Recently I had the opportunity to meet one of these individuals who works in one of the most remote regions of the world: Papua New Guinea. This individual is Bob Lee who works as a missionary in Papau New Guinea forWycliffe Bible Translators and has recently retired to Omaha, NE. While Bob still goes to Papua New Guinea occasionally (and is there as I write this), he is now in Omaha more often than not and I recently had a chance to meet him and his wife over dinner and talk about some of the challenges that they face in their ministry.

Papua New Guinea is unique in that it has one the most diverse set of languages of any country in the world. In a country that is a little larger in size than the size of Texas but has only about 1/6 of Texas’s population (4.7 million versus Texas’ population of over 30 million), it boasts over 800 known languages. Bob’s assignment while in Papua New Guinua was to translate the Bible into the native languages of these different people groups. Obviously this in itself no small feat as he and his staff need to learn the language and then translate it into the language of these different people groups. In some cases into the written word and, in others, into the spoken word since some people groups they were trying to reach have no written language.

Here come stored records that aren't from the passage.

//! Fakes shared by the unit tests of this crate

use std::sync::{Arc, Mutex};
use std::time::Duration;

use async_trait::async_trait;

use crate::process::{CommandError, CommandOutput, CommandRunner, CommandSpec};

type Reply = Box<dyn Fn(&CommandSpec) -> Result<CommandOutput, CommandError> + Send + Sync>;

/// Records every command and answers from a list of pattern rules.
///
/// The first rule whose pattern occurs in the command line answers; commands
/// without a rule succeed with empty output.
#[derive(Default, Clone)]
pub(crate) struct ScriptedRunner {
    calls: Arc<Mutex<Vec<CommandSpec>>>,
    rules: Arc<Mutex<Vec<(String, Reply)>>>,
}

impl ScriptedRunner {
    pub fn new() -> Self {
        Self::default()
    }

    pub fn on<F>(&self, pattern: &str, reply: F) -> &Self
    where
        F: Fn(&CommandSpec) -> Result<CommandOutput, CommandError> + Send + Sync + 'static,
    {
        self.rules
            .lock()
            .unwrap()
            .push((pattern.to_string(), Box::new(reply)));
        self
    }

    pub fn on_output(&self, pattern: &str, output: CommandOutput) -> &Self {
        self.on(pattern, move |_| Ok(output.clone()))
    }

    pub fn on_timeout(&self, pattern: &str) -> &Self {
        self.on(pattern, |spec| {
            Err(CommandError::TimedOut {
                program: spec.program.clone(),
                timeout: Duration::from_secs(1),
            })
        })
    }

    pub fn calls(&self) -> Vec<CommandSpec> {
        self.calls.lock().unwrap().clone()
    }

    /// Command lines of every call, in order
    pub fn command_lines(&self) -> Vec<String> {
        self.calls().iter().map(|c| c.command_line()).collect()
    }
}

#[async_trait]
impl CommandRunner for ScriptedRunner {
    async fn run(
        &self,
        spec: &CommandSpec,
        _timeout: Duration,
    ) -> Result<CommandOutput, CommandError> {
        self.calls.lock().unwrap().push(spec.clone());
        let line = spec.command_line();
        let rules = self.rules.lock().unwrap();
        match rules.iter().find(|(pattern, _)| line.contains(pattern.as_str())) {
            Some((_, reply)) => reply(spec),
            None => Ok(CommandOutput::ok("")),
        }
    }
}
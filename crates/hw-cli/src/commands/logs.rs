//! Logs command implementation

use std::path::Path;

use anyhow::{Context, Result};

use hw_core::log_sink::JsonlLogSink;

use super::{load_config_file, require_instance};
use crate::output::{print_info, print_log_entry};

/// Print the last `lines` activity entries of an instance
pub fn logs_command(config_path: &Path, instance: &str, lines: usize) -> Result<()> {
    let file = load_config_file(config_path)?;
    let key = require_instance(&file, instance)?;
    let sink = JsonlLogSink::new(file.general.log_dir.clone());

    let entries = sink
        .recent(&key, lines)
        .with_context(|| format!("Failed to read {:?}", sink.path_for(&key)))?;
    if entries.is_empty() {
        print_info(&format!("No activity recorded for {}", key));
        return Ok(());
    }

    for entry in &entries {
        print_log_entry(entry);
    }
    Ok(())
}
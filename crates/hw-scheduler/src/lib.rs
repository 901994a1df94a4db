//! hw-scheduler: Supervision and scheduling of haulwatch instances
//!
//! The [`Supervisor`] owns one task per running instance and the run records
//! of those instances. The [`ScheduleTicker`] checks the configured time
//! windows once a minute and asks the supervisor to start or stop instances.

pub mod backoff;
pub mod config;
pub mod error;
pub mod schedule;
pub mod supervisor;
pub mod ticker;

pub use backoff::ExponentialBackoff;
pub use config::{BackoffConfig, ConfigFile, SchedulerConfig};
pub use error::SchedulerError;
pub use schedule::{due_actions, Schedule, ScheduleAction};
pub use supervisor::{request_stop, InstanceRunner, StartOutcome, Supervisor, WorkerRunner};
pub use ticker::{LogRetention, ScheduleTicker};
//! Configuration management for haulwatch

mod bot;
mod general;
mod profile;
mod rule;
pub mod serde_utils;

pub use bot::{BotConfig, MatcherConfig, OcrConfig, TimingConfig};
pub use general::{GeneralConfig, ToolPaths};
pub use profile::{ConnectionProfile, Credential};
pub use rule::{AcceptanceRule, BroadcastChannel};

use crate::error::ConfigError;
use std::path::{Path, PathBuf};

/// Get the default configuration directory
pub fn default_config_dir() -> PathBuf {
    dirs::config_dir()
        .unwrap_or_else(|| PathBuf::from("."))
        .join("haulwatch")
}

/// Get the default configuration file path
pub fn default_config_path() -> PathBuf {
    default_config_dir().join("config.toml")
}

/// Get the default directory for run records, logs and captures
pub fn default_data_dir() -> PathBuf {
    dirs::data_local_dir()
        .unwrap_or_else(|| PathBuf::from("."))
        .join("haulwatch")
}

/// Load configuration from a file
pub fn load_config<T: serde::de::DeserializeOwned>(path: &Path) -> Result<T, ConfigError> {
    if !path.exists() {
        return Err(ConfigError::NotFound(path.to_path_buf()));
    }

    let content = std::fs::read_to_string(path)
        .map_err(|e| ConfigError::Invalid(format!("Failed to read config: {}", e)))?;

    let config: T = toml::from_str(&content)?;
    Ok(config)
}

/// Save configuration to a file
pub fn save_config<T: serde::Serialize>(path: &Path, config: &T) -> Result<(), ConfigError> {
    let content = toml::to_string_pretty(config)?;

    if let Some(parent) = path.parent() {
        std::fs::create_dir_all(parent)
            .map_err(|e| ConfigError::Invalid(format!("Failed to create config dir: {}", e)))?;
    }

    std::fs::write(path, content)
        .map_err(|e| ConfigError::Invalid(format!("Failed to write config: {}", e)))?;

    Ok(())
}
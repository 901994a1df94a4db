//! hw-worker: One running haulwatch instance
//!
//! A worker opens an SSH forward to the device's debug bridge, connects to it
//! with adb, and loops: capture the screen, find a truck, read its details and
//! share it when the acceptance rule allows. External programs are reached
//! through [`CommandRunner`] so the whole loop can run against fakes.

pub mod device;
pub mod log;
pub mod process;
pub mod rules;
pub mod tunnel;
pub mod worker;

#[cfg(test)]
mod testing;

pub use device::{AdbDeviceLink, DeviceControl};
pub use log::BotLogger;
pub use process::{CommandRunner, SystemCommandRunner};
pub use rules::{accepts, evaluate, Verdict};
pub use tunnel::TunnelManager;
pub use worker::{CycleOutcome, RunPhase, RunStats, Worker, WorkerParts};
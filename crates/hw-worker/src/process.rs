//! External command execution
//!
//! ssh, adb and pkill are driven as subprocesses. Everything goes through the
//! [`CommandRunner`] trait so tests can script the outputs.

use std::fmt;
use std::process::Stdio;
use std::time::Duration;

use async_trait::async_trait;
use thiserror::Error;

/// A program with its arguments and extra environment
#[derive(Debug, Clone, PartialEq, Eq)]
pub struct CommandSpec {
    pub program: String,
    pub args: Vec<String>,
    pub env: Vec<(String, String)>,
}

impl CommandSpec {
    pub fn new(program: impl Into<String>) -> Self {
        Self {
            program: program.into(),
            args: Vec::new(),
            env: Vec::new(),
        }
    }

    pub fn arg(mut self, arg: impl Into<String>) -> Self {
        self.args.push(arg.into());
        self
    }

    pub fn args<I, S>(mut self, args: I) -> Self
    where
        I: IntoIterator<Item = S>,
        S: Into<String>,
    {
        self.args.extend(args.into_iter().map(Into::into));
        self
    }

    pub fn env(mut self, key: impl Into<String>, value: impl Into<String>) -> Self {
        self.env.push((key.into(), value.into()));
        self
    }

    /// Program and arguments joined by spaces
    pub fn command_line(&self) -> String {
        std::iter::once(self.program.as_str())
            .chain(self.args.iter().map(String::as_str))
            .collect::<Vec<_>>()
            .join(" ")
    }
}

impl fmt::Display for CommandSpec {
    /// Environment values are never printed; they may hold secrets
    fn fmt(&self, f: &mut fmt::Formatter<'_>) -> fmt::Result {
        for (key, _) in &self.env {
            write!(f, "{}=*** ", key)?;
        }
        write!(f, "{}", self.command_line())
    }
}

/// Captured result of a finished command
#[derive(Debug, Clone, Default, PartialEq, Eq)]
pub struct CommandOutput {
    /// Exit code, `None` if killed by a signal
    pub code: Option<i32>,
    pub stdout: String,
    pub stderr: String,
}

impl CommandOutput {
    pub fn success(&self) -> bool {
        self.code == Some(0)
    }

    /// Successful output with the given stdout
    pub fn ok(stdout: impl Into<String>) -> Self {
        Self {
            code: Some(0),
            stdout: stdout.into(),
            stderr: String::new(),
        }
    }

    /// Failed output with the given exit code and stderr
    pub fn failed(code: i32, stderr: impl Into<String>) -> Self {
        Self {
            code: Some(code),
            stdout: String::new(),
            stderr: stderr.into(),
        }
    }
}

/// Errors starting or waiting for a command
#[derive(Debug, Error)]
pub enum CommandError {
    /// Program could not be started
    #[error("Failed to spawn {program}: {source}")]
    Spawn {
        program: String,
        #[source]
        source: std::io::Error,
    },

    /// Program did not finish in time and was killed
    #[error("{program} did not finish within {timeout:?}")]
    TimedOut { program: String, timeout: Duration },
}

/// Runs external commands to completion
#[async_trait]
pub trait CommandRunner: Send + Sync {
    /// Run `spec` and wait at most `timeout` for it to exit
    async fn run(&self, spec: &CommandSpec, timeout: Duration)
        -> Result<CommandOutput, CommandError>;
}

/// Runs commands with `tokio::process`
#[derive(Debug, Default, Clone, Copy)]
pub struct SystemCommandRunner;

#[async_trait]
impl CommandRunner for SystemCommandRunner {
    async fn run(
        &self,
        spec: &CommandSpec,
        timeout: Duration,
    ) -> Result<CommandOutput, CommandError> {
        tracing::trace!("exec: {}", spec);

        let mut command = tokio::process::Command::new(&spec.program);
        command
            .args(&spec.args)
            .envs(spec.env.iter().map(|(k, v)| (k.as_str(), v.as_str())))
            .stdin(Stdio::null())
            .stdout(Stdio::piped())
            .stderr(Stdio::piped())
            .kill_on_drop(true);

        let child = command.spawn().map_err(|source| CommandError::Spawn {
            program: spec.program.clone(),
            source,
        })?;

        // Dropping the future on timeout drops the child, which kills it
        let output = match tokio::time::timeout(timeout, child.wait_with_output()).await {
            Ok(result) => result.map_err(|source| CommandError::Spawn {
                program: spec.program.clone(),
                source,
            })?,
            Err(_) => {
                return Err(CommandError::TimedOut {
                    program: spec.program.clone(),
                    timeout,
                })
            }
        };

        Ok(CommandOutput {
            code: output.status.code(),
            stdout: String::from_utf8_lossy(&output.stdout).into_owned(),
            stderr: String::from_utf8_lossy(&output.stderr).into_owned(),
        })
    }
}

However an equally great challenge for Bob and Wycliffe Bible Translators is protecting the data both as the translation of the Bible progresses and then once it is complete. This is problematic in a couple of ways. First, Bob and his staff are working in remote areas of the island (according to Bob, it is a two hour drive on less than ideal roads just to get to where he resides in Papua New Guinea) so backing up the data is in itself a challenge no matter what method he uses. Power is unreliable, technology supplies are hard to come by and he has to manage and track all of the backups himself.

This leads to the second problem: even when he does complete a backup, he still needs to manage this data and get it offsite. Many of the bible translations that Bob and his staff complete are irreplaceable and impossible to recreate. Since everything they do is for the most part stored digitally, if the data is ever lost or compromised it could quite possibly never be recreated by anyone. But even if he does get the backup shipped offsite, Wycliffe’s missionaries largely work independently. So unless someone at Wycliffe knows how the backup was done, what data is on it and how to recover it, there is a good possibility the data could never be recovered.

The purpose of this blog entry is not to make you feel sorry for Bob Lee or ask for money to help Wycliffe in its Bible translation efforts (though you are certainly welcome to do so if you wish.) Bob understood what he was getting himself into, has been doing it for years and I’m sure he and Wycliffe will carry on. Rather realize there are individuals and organizations out there that really have no good options available to them at all and that we should be thankful for the technologies to which we do have access, imperfect though they may be at times.